What you are asked to do: Across the records that follow, count each line holding "azimuthal", and write only the total.
** Opening Task inputs block **
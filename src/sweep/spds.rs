//! SPDS: the per-direction Sweep Plane Data Structure.
//!
//! One SPDS is built per distinct (polar, azimuthal) direction at solve
//! setup and reused, immutable, for every sweep iteration over that
//! direction. It bundles the local cell order (SPLS), the rank-level
//! level structure, and the dependency/successor bookkeeping, including
//! the *delayed* entries whose communication edge was cut to break a
//! rank-level cycle and which must therefore be serviced by buffered,
//! order-independent transfers at execution time.

use std::sync::Arc;

use log::debug;
use serde::{Deserialize, Serialize};

use super::local_order::order_local_cells;
use super::relationships::{FaceOrientation, populate_cell_relationships};
use super::task_graph::build_task_dependency_graph;
use crate::comm::RankExchange;
use crate::comm::dependency_exchange::exchange_rank_dependencies;
use crate::mesh::{LocalGrid, PartitionId, Vector3};
use crate::sweep_error::SweepError;

/// Sweep-Plane Local Subgrid: the ordered local cell ids for one
/// direction.
#[derive(Debug, Clone, Default, PartialEq, Eq, Serialize, Deserialize)]
pub struct Spls {
    pub item_id: Vec<usize>,
}

/// One level of the global sweep-plane structure: the ranks that may run
/// concurrently once every earlier level has finished.
#[derive(Debug, Clone, Default, PartialEq, Eq, Serialize, Deserialize)]
pub struct Stdg {
    pub item_id: Vec<PartitionId>,
}

/// Where an upwind location sits in this rank's receive bookkeeping.
#[derive(Debug, Clone, Copy, PartialEq, Eq)]
pub enum PredecessorSlot {
    /// Index into the ordered dependency list.
    Ordered(usize),
    /// Index into the delayed dependency list (cycle-broken edge).
    Delayed(usize),
}

/// Sweep Plane Data Structure for one direction.
#[derive(Debug, Clone, PartialEq)]
pub struct Spds {
    polar: f64,
    azimuthal: f64,
    omega: Vector3,
    grid: Arc<LocalGrid>,
    /// Ordered local cell ids for this rank and direction.
    pub spls: Spls,
    /// Local cell-graph edges removed to break local cycles.
    pub local_cyclic_dependencies: Vec<(usize, usize)>,
    /// Upwind partition ids serviced by the default ordered exchange.
    pub location_dependencies: Vec<PartitionId>,
    /// Downwind partition ids serviced by the default ordered exchange.
    pub location_successors: Vec<PartitionId>,
    /// Upwind partition ids whose edge was cycle-broken.
    pub delayed_location_dependencies: Vec<PartitionId>,
    /// Downwind partition ids whose edge was cycle-broken.
    pub delayed_location_successors: Vec<PartitionId>,
    /// Rank levels in dependency order.
    pub global_sweep_planes: Vec<Stdg>,
    /// Orientation of every face of every local cell for this direction.
    pub cell_face_orientations: Vec<Vec<FaceOrientation>>,
}

impl Spds {
    pub fn polar(&self) -> f64 {
        self.polar
    }

    pub fn azimuthal(&self) -> f64 {
        self.azimuthal
    }

    /// Unit direction vector ω derived from the angle pair.
    pub fn omega(&self) -> Vector3 {
        self.omega
    }

    pub fn grid(&self) -> &Arc<LocalGrid> {
        &self.grid
    }

    /// Maps an upwind location id to its slot in the ordered or delayed
    /// dependency list.
    pub fn map_location_to_predecessor(
        &self,
        location: PartitionId,
    ) -> Result<PredecessorSlot, SweepError> {
        if let Some(i) = self
            .location_dependencies
            .iter()
            .position(|&d| d == location)
        {
            return Ok(PredecessorSlot::Ordered(i));
        }
        if let Some(i) = self
            .delayed_location_dependencies
            .iter()
            .position(|&d| d == location)
        {
            return Ok(PredecessorSlot::Delayed(i));
        }
        Err(SweepError::UnknownLocation(location))
    }

    /// Maps a downwind location id to its slot in the successor list.
    pub fn map_location_to_successor(
        &self,
        location: PartitionId,
    ) -> Result<usize, SweepError> {
        self.location_successors
            .iter()
            .position(|&s| s == location)
            .ok_or(SweepError::UnknownLocation(location))
    }
}

/// Develops the full sweep ordering for one direction.
///
/// Pipeline: classify faces and derive relationships, order local cells
/// (breaking local cycles if `allow_cycles`), exchange per-rank
/// dependency lists, build and order the rank-level task graph (breaking
/// cross-rank cycles if `allow_cycles`), then translate every broken
/// rank edge into delayed bookkeeping. Collective: every rank must call
/// this with the same direction and `allow_cycles`. A barrier at the end
/// keeps any rank from sweeping before all ranks hold their SPDS.
pub fn create_sweep_order<E: RankExchange>(
    polar: f64,
    azimuthal: f64,
    grid: Arc<LocalGrid>,
    exchange: &E,
    allow_cycles: bool,
) -> Result<Spds, SweepError> {
    let my_rank = exchange.rank();
    debug_assert_eq!(grid.partition(), my_rank);

    let omega = Vector3::from_angles(polar, azimuthal);
    if my_rank == 0 {
        debug!("developing sweep ordering for omega = {omega}");
    }

    let relationships = populate_cell_relationships(&grid, omega)?;
    let (spls, local_cyclic_dependencies) = order_local_cells(&relationships, allow_cycles)?;

    let mut location_dependencies: Vec<PartitionId> =
        relationships.location_dependencies.iter().copied().collect();
    let location_successors: Vec<PartitionId> =
        relationships.location_successors.iter().copied().collect();

    debug!("communicating sweep dependencies");
    let global_dependencies = exchange_rank_dependencies(exchange, &location_dependencies)?;

    let ordering = build_task_dependency_graph(&global_dependencies, allow_cycles)?;

    // A broken edge dep -> loc means loc no longer waits for dep in the
    // ordered exchange; the pair is rewired through the delayed path.
    let mut delayed_location_dependencies = Vec::new();
    let mut delayed_location_successors = Vec::new();
    for &(dep, loc) in &ordering.removed_edges {
        if loc == my_rank {
            location_dependencies.retain(|&d| d != dep);
            delayed_location_dependencies.push(dep);
        }
        if dep == my_rank {
            delayed_location_successors.push(loc);
        }
    }

    exchange.barrier();

    Ok(Spds {
        polar,
        azimuthal,
        omega,
        grid,
        spls,
        local_cyclic_dependencies,
        location_dependencies,
        location_successors,
        delayed_location_dependencies,
        delayed_location_successors,
        global_sweep_planes: ordering.global_sweep_planes,
        cell_face_orientations: relationships.face_orientations,
    })
}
** Closing Task inputs block **
The answer: 7